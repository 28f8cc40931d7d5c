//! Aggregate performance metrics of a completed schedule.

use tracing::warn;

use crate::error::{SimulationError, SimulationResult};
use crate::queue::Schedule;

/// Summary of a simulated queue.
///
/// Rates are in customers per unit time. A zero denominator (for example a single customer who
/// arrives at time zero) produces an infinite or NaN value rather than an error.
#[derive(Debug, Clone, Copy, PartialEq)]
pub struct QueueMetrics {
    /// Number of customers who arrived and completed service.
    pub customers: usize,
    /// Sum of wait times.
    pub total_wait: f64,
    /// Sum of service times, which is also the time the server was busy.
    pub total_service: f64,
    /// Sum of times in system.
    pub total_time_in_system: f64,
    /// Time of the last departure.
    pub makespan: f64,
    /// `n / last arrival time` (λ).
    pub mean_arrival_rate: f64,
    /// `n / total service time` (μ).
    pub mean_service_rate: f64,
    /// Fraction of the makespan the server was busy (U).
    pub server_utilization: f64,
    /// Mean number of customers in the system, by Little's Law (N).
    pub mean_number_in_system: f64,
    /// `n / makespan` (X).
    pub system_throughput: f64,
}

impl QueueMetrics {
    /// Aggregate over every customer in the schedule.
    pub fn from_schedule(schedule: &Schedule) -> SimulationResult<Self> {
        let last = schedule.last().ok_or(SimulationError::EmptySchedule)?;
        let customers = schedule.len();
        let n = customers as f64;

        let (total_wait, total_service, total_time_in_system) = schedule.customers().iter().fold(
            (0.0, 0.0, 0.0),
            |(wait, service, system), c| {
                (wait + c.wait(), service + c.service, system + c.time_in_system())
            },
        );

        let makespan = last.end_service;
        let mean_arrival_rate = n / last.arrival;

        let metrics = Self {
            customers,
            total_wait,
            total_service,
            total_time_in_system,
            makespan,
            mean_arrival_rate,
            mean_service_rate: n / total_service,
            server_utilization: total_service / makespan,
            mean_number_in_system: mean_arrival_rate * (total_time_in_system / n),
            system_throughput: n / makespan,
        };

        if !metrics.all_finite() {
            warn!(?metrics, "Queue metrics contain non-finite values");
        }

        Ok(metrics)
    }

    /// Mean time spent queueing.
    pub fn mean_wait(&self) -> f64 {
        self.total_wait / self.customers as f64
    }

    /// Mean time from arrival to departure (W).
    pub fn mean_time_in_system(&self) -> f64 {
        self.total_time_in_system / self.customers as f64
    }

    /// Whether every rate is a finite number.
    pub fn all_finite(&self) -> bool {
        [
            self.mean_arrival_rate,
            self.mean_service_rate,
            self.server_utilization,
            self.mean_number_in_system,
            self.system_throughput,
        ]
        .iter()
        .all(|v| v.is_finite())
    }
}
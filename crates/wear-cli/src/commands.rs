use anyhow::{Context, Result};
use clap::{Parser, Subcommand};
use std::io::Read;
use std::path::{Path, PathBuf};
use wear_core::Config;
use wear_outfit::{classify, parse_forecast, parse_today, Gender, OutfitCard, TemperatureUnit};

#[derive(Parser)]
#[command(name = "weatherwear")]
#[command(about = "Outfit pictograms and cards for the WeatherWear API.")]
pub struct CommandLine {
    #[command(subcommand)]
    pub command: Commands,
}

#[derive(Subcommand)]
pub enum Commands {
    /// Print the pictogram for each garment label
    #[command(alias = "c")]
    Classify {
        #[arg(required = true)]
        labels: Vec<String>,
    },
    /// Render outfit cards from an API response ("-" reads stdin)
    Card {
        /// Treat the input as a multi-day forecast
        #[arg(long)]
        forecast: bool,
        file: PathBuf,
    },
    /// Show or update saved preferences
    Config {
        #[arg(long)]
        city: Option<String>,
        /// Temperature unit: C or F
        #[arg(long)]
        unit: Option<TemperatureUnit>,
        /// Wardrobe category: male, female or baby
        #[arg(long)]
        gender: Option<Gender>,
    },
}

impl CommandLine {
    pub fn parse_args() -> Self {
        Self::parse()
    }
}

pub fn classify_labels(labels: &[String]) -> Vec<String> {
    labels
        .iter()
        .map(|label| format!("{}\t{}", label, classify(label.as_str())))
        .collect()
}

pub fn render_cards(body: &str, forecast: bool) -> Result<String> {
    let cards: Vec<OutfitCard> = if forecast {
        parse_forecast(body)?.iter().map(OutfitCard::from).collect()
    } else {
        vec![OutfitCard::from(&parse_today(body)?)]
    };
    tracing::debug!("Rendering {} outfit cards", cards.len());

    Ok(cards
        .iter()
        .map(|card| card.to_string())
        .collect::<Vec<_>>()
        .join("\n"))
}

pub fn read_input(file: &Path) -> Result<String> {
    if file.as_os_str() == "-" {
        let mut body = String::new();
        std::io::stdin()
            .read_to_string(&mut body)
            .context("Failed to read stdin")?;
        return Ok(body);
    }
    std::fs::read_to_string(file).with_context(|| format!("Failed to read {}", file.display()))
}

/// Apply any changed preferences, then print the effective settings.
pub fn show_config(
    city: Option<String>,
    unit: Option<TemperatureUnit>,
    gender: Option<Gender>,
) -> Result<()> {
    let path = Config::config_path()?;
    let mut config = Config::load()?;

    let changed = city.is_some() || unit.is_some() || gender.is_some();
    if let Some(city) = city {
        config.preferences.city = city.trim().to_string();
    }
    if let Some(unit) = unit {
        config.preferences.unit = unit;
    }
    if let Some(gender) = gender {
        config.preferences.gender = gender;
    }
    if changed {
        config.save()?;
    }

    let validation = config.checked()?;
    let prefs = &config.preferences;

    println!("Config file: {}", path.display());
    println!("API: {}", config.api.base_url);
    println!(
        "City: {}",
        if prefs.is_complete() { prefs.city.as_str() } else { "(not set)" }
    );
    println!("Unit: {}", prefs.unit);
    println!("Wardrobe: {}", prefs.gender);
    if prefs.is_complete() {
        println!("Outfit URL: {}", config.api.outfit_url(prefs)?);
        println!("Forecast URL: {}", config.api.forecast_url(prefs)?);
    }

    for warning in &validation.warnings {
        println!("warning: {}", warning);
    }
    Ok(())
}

Task brief
Reproduce, please, the lines of the material from its first line down to the line containing "single customer who", keeping both ends and nothing beyond them.

Result
repository 28f8cc40931d7d5c
//! Aggregate performance metrics of a completed schedule.

use tracing::warn;

use crate::error::{SimulationError, SimulationResult};
use crate::queue::Schedule;

/// Summary of a simulated queue.
///
/// Rates are in customers per unit time. A zero denominator (for example a single customer who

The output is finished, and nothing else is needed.